第13話 心象狼狽

(異常なし、か……)


最後の一人者が門を通り終えたのを確認し、和馬は肩の力を抜いた。

今回の入国者は十名。

事前に渡された資料によれば、全員、すでに家族が人間界に来ているということだった。仕事、あるいは観光が目的だ。

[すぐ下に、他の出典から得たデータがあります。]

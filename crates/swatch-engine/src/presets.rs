//! Curated palettes for the `random` family.
//!
//! Freeform random hues rarely look good, so `random` draws from a catalog
//! of hand-picked palettes instead. The catalog is plain data handed to the
//! engine: load one from JSON, build one in code, or start from
//! [`PresetCatalog::builtin`].
//!
//! A preset defines at least the six core roles (background, the two text
//! roles, primary, secondary, accent). Wider schemas derive the rest from
//! those six the same way harmony palettes do, unless the preset spells a
//! role out itself.

use serde::{Deserialize, Serialize};

use crate::error::{PaletteError, PaletteResult};
use crate::harmony::CORE_ROLES;
use crate::palette::Palette;
use crate::random::RandomSource;

/// Which background polarity a preset was designed for.
#[derive(Debug, Clone, Copy, PartialEq, Eq, Hash, Serialize, Deserialize)]
#[serde(rename_all = "lowercase")]
pub enum Variant {
    Light,
    Dark,
}

/// One curated palette.
#[derive(Debug, Clone, PartialEq, Eq, Serialize, Deserialize)]
pub struct Preset {
    pub name: String,
    pub variant: Variant,
    pub colors: Palette,
}

/// A set of curated palettes.
#[derive(Debug, Clone, PartialEq, Eq, Default, Serialize, Deserialize)]
pub struct PresetCatalog {
    presets: Vec<Preset>,
}

impl PresetCatalog {
    /// Build a catalog, checking every preset.
    ///
    /// # Errors
    ///
    /// - [`PaletteError::Config`] when a preset lacks a core role
    /// - [`PaletteError::InvalidColorFormat`] when a preset value is not hex
    pub fn new(presets: Vec<Preset>) -> PaletteResult<Self> {
        let catalog = Self { presets };
        catalog.validate()?;
        Ok(catalog)
    }

    /// The built-in catalog: four light and four dark palettes.
    #[must_use]
    pub fn builtin() -> Self {
        let presets = BUILTIN
            .iter()
            .map(|(name, variant, colors)| Preset {
                name: (*name).to_string(),
                variant: *variant,
                colors: CORE_ROLES.iter().copied().zip(colors.iter().copied()).collect(),
            })
            .collect();
        Self { presets }
    }

    /// Load from JSON: `{"presets": [{"name", "variant", "colors"}]}`.
    ///
    /// # Errors
    ///
    /// [`PaletteError::Config`] on malformed JSON, otherwise as [`new`](Self::new).
    pub fn from_json(json: &str) -> PaletteResult<Self> {
        let catalog: Self = serde_json::from_str(json)
            .map_err(|e| PaletteError::Config(format!("preset JSON parse error: {e}")))?;
        catalog.validate()?;
        Ok(catalog)
    }

    fn validate(&self) -> PaletteResult<()> {
        for preset in &self.presets {
            for core in CORE_ROLES {
                if !preset.colors.contains(core) {
                    return Err(PaletteError::Config(format!(
                        "preset '{}' is missing core role '{core}'",
                        preset.name
                    )));
                }
            }
            for (role, _) in preset.colors.iter() {
                preset.colors.rgb(role)?;
            }
        }
        Ok(())
    }

    #[must_use]
    pub fn get(&self, name: &str) -> Option<&Preset> {
        self.presets.iter().find(|p| p.name == name)
    }

    pub fn iter(&self) -> impl Iterator<Item = &Preset> {
        self.presets.iter()
    }

    /// Presets designed for `variant`.
    pub fn variant(&self, variant: Variant) -> impl Iterator<Item = &Preset> {
        self.presets.iter().filter(move |p| p.variant == variant)
    }

    /// Uniformly pick one preset of `variant`. `None` if there are none.
    pub fn pick<R: RandomSource>(&self, variant: Variant, rng: &mut R) -> Option<&Preset> {
        let matching: Vec<&Preset> = self.variant(variant).collect();
        rng.pick(&matching).copied()
    }

    #[must_use]
    pub fn len(&self) -> usize {
        self.presets.len()
    }

    #[must_use]
    pub fn is_empty(&self) -> bool {
        self.presets.is_empty()
    }
}

// Order matches CORE_ROLES:
// background, text-primary, text-secondary, primary, secondary, accent.
const BUILTIN: &[(&str, Variant, [&str; 6])] = &[
    ("paper", Variant::Light, ["#fbf8f1", "#1f1d1a", "#4a463f", "#1d4e89", "#8a3b12", "#2f7d6d"]),
    ("meadow", Variant::Light, ["#f4f9f4", "#15251b", "#3d5445", "#2e6b3f", "#b5532a", "#6b4fa0"]),
    ("harbor", Variant::Light, ["#f2f6fb", "#0f1c2e", "#3b4a5e", "#1c5fa8", "#c2410c", "#0f766e"]),
    ("blush", Variant::Light, ["#fdf4f5", "#2a1519", "#5c3a40", "#a3324f", "#5b4a9e", "#b8621b"]),
    ("midnight", Variant::Dark, ["#11151f", "#e8ecf4", "#a9b3c6", "#7aa2f7", "#f7768e", "#9ece6a"]),
    ("forest", Variant::Dark, ["#121a16", "#e6efe9", "#a3b8ab", "#6fcf97", "#e0a458", "#8fb8de"]),
    ("ember", Variant::Dark, ["#1b1411", "#f3e9e2", "#c2ada0", "#f08a4b", "#6cb4c9", "#e5c07b"]),
    ("dusk", Variant::Dark, ["#17131f", "#ece6f5", "#b3a8c7", "#b392f0", "#f2b27a", "#7fd4c1"]),
];

// ---------------------------------------------------------------------------
// Tests
// ---------------------------------------------------------------------------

魔族にとって、人間界は見るもの全てが新鮮に映るものだという。

もっともそれは、立場が逆でも同じであろうが。


「和馬もいつか、魔界に招待したいなあ~」


「ああ、そうだね……」


メルの話を聞く限りでは、魔界もなかなか面白そうな場所だった。免疫のない者では瘴気にあたってすぐに倒れてしまうというが、


(僕の場合は……)


和馬や美帆であれば、長期間の滞在も可能だ。お互いをより深く理解し合い、平和を維持するためにもいつかは訪れたいと和馬は真剣に考えていた。

 

門に異常がないことを確認すると、和馬たちはロビーに向かった。

もう役目は全て終わったので、一休みしたら帰宅するつもりだ。


「あ、出迎えの人たちだね」


自動販売機で買ったコーヒーを手にソファに腰かけると、辺りには出迎えの魔族たちの姿が散見された。いずれも、傍目には人間そのものにしか見えない。

それは、入国者たちも同様だ。

メルと同じく、魔族と見破られないように入念な擬装を施した上で、人間界まで来ている。すでに手続きを終え、家族と再会を喜び合っている者もいた。


(いいなあ……)


微笑ましい光景に、和馬は目を細めた。人間、魔族という種族の違いこそあれど、家族・友人を想う気持ちには何ら違いはない。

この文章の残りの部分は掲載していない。